On 9/20/23 09:44, Thomas Hellström wrote:
Hi,
On 9/20/23 07:37, Christian König wrote:
Am 19.09.23 um 17:23 schrieb Thomas Hellström:
On 9/19/23 17:16, Danilo Krummrich wrote:
On 9/19/23 14:21, Thomas Hellström wrote:
Hi Christian
On 9/19/23 14:07, Christian König wrote:
Am 13.09.23 um 17:46 schrieb Danilo Krummrich:
On 9/13/23 17:33, Christian König wrote:
Am 13.09.23 um 17:15 schrieb Danilo Krummrich:
On 9/13/23 16:26, Christian König wrote:
Am 13.09.23 um 14:16 schrieb Danilo Krummrich:
As mentioned in a different mail thread, the reply is based
on the assumption
that we don't support anything else than GPUVM updates from
the IOCTL.
I think that this assumption is incorrect.
Well, more precisely I should have said "don't support GPUVM
updated from within
fence signaling critical sections". And looking at the code,
that doesn't seem what
you're doing there.
Vulkan is just once specific use case, but this here should
probably be able to handle other use cases as well.
Especially with HMM you get the requirement that you need to
be able to invalidate GPUVM mappings without grabbing a
reservation lock.
What do you mean with "invalidate GPUVM mappings" in this
context? drm_gpuvm_bo_evict()
should only be called from a ttm_device_funcs::move callback,
we should hold the dma-resv
lock there.
Well the question is which dma-resv lock do we hold?
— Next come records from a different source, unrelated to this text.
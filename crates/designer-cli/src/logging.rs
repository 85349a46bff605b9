//! Logging setup using `tracing` and `tracing-subscriber`.
//!
//! # Log Levels
//!
//! - `error`: Unreadable input, failed commands
//! - `warn`: Unexpected values in service payloads
//! - `info`: Validation outcomes, files read
//! - `debug`: Type resolution, reorder and attribution details
//!
//! # Usage
//!
//! ```ignore
//! use designer_cli::logging::{init_logging, LogConfig};
//!
//! let config = LogConfig::default().with_level(LevelFilter::DEBUG);
//! init_logging(&config).expect("init logging");
//! ```

use std::fs::OpenOptions;
use std::io;
use std::path::PathBuf;
use std::sync::Arc;

use tracing::level_filters::LevelFilter;
use tracing_subscriber::{
    EnvFilter, Layer, Registry,
    fmt::{self, MakeWriter},
    layer::SubscriberExt,
    util::SubscriberInitExt,
};

/// Crates whose events follow the configured level; everything else stays at warn.
const OWN_CRATES: &[&str] = &["designer_cli", "designer_model", "designer_wire"];

/// Configuration for logging behavior.
#[derive(Debug, Clone)]
pub struct LogConfig {
    /// Maximum level for this workspace's crates.
    pub level_filter: LevelFilter,
    /// Let `RUST_LOG` override `level_filter`.
    pub use_env_filter: bool,
    /// Whether to include timestamps in log output.
    pub with_timestamps: bool,
    /// Whether to include target (module path) in log output.
    pub with_target: bool,
    /// Whether to use ANSI colors in output.
    pub with_ansi: bool,
    /// Output format.
    pub format: LogFormat,
    /// Optional log file path. When set, logs are appended to the file.
    pub log_file: Option<PathBuf>,
}

/// Log output format.
#[derive(Debug, Clone, Copy, Default, PartialEq, Eq)]
pub enum LogFormat {
    /// Human-readable pretty format with colors.
    #[default]
    Pretty,
    /// Compact single-line format.
    Compact,
    /// JSON format for machine parsing.
    Json,
}

impl Default for LogConfig {
    fn default() -> Self {
        Self {
            level_filter: LevelFilter::WARN,
            use_env_filter: true,
            with_timestamps: false,
            with_target: false,
            with_ansi: true,
            format: LogFormat::default(),
            log_file: None,
        }
    }
}

impl LogConfig {
    /// Set the level filter directly.
    #[must_use]
    pub fn with_level(mut self, level_filter: LevelFilter) -> Self {
        self.level_filter = level_filter;
        self
    }

    /// Set output format.
    #[must_use]
    pub fn with_format(mut self, format: LogFormat) -> Self {
        self.format = format;
        self
    }

    /// Set the log file path (writes to stderr when None).
    #[must_use]
    pub fn with_log_file(mut self, path: Option<PathBuf>) -> Self {
        self.log_file = path;
        self
    }
}

/// Install the global subscriber. Call once at startup.
///
/// # Errors
///
/// Returns an error if the log file cannot be opened.
pub fn init_logging(config: &LogConfig) -> io::Result<()> {
    match &config.log_file {
        Some(path) => {
            let file = OpenOptions::new().create(true).append(true).open(path)?;
            init_logging_with_writer(config, Arc::new(file));
        }
        None => init_logging_with_writer(config, io::stderr),
    }
    Ok(())
}

/// Install the global subscriber, sending events to `writer`.
pub fn init_logging_with_writer<W>(config: &LogConfig, writer: W)
where
    W: for<'writer> MakeWriter<'writer> + Send + Sync + 'static,
{
    tracing_subscriber::registry()
        .with(output_layer(config, writer))
        .with(build_env_filter(config.level_filter, config.use_env_filter))
        .init();
}

type BoxedLayer = Box<dyn Layer<Registry> + Send + Sync>;

fn output_layer<W>(config: &LogConfig, writer: W) -> BoxedLayer
where
    W: for<'writer> MakeWriter<'writer> + Send + Sync + 'static,
{
    let layer = fmt::layer()
        .with_writer(writer)
        .with_target(config.with_target);
    match (config.format, config.with_timestamps) {
        (LogFormat::Json, _) => layer.json().boxed(),
        (LogFormat::Compact, true) => layer.compact().with_ansi(config.with_ansi).boxed(),
        (LogFormat::Compact, false) => layer
            .compact()
            .without_time()
            .with_ansi(config.with_ansi)
            .boxed(),
        (LogFormat::Pretty, true) => layer.with_ansi(config.with_ansi).boxed(),
        (LogFormat::Pretty, false) => layer.without_time().with_ansi(config.with_ansi).boxed(),
    }
}

/// Filter directives: workspace crates at `level`, everything else at warn.
pub fn default_directives(level: LevelFilter) -> String {
    let level = level.to_string().to_lowercase();
    let mut directives = vec!["warn".to_string()];
    directives.extend(OWN_CRATES.iter().map(|krate| format!("{krate}={level}")));
    directives.join(",")
}

fn build_env_filter(level: LevelFilter, use_env: bool) -> EnvFilter {
    let fallback = || EnvFilter::new(default_directives(level));
    if use_env {
        EnvFilter::try_from_default_env().unwrap_or_else(|_| fallback())
    } else {
        fallback()
    }
}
In the move callback we only hold the dma-resv lock of the BO
which is moved, but when that is a shared BO then that's not
the same as the one for the VM.
Correct, Thomas' idea was to use the GEM's dma_resv lock to
protect drm_gpuvm_bo::evicted
and then actually move the drm_gpuvm_bo to the VM's evicted list
once we grabbed all
dma-resv locks when locking the VM's BOs using drm_exec. We can
remove them from the evicted
list on validate(). This way we never touch the evicted list
without holding at least the VM's
dma-resv lock.
Do you have any concerns about that?
Scratching my head a bit how that is supposed to work.
This implies that you go over all the evicted BOs during
validation and not just the one mentioned in the CS.
That might work for Vulkan, but is pretty much a no-go for OpenGL.
See what the eviction lock in amdgpu is doing for example.
The eviction_lock seems to protect a VM state "evicting" of
whether any BO that
is associated with the VM is currently evicting. At the same
time amdgpu protects
the eviceted list of the VM with a different lock. So this
seems to be entirely
unrelated. Tracking a "currently evicting" state is not part
of the GPUVM
implementation currently and hence nothing would change for
amdgpu there.
Sorry for the confusion we use different terminology in amdgpu.
The eviction lock and evicted state is for the VM page tables,
e.g. if the whole VM is currently not used and swapped out or
even de-allocated.
This is necessary because we have cases where we need to access
the VM data without holding the dma-resv lock of this VM.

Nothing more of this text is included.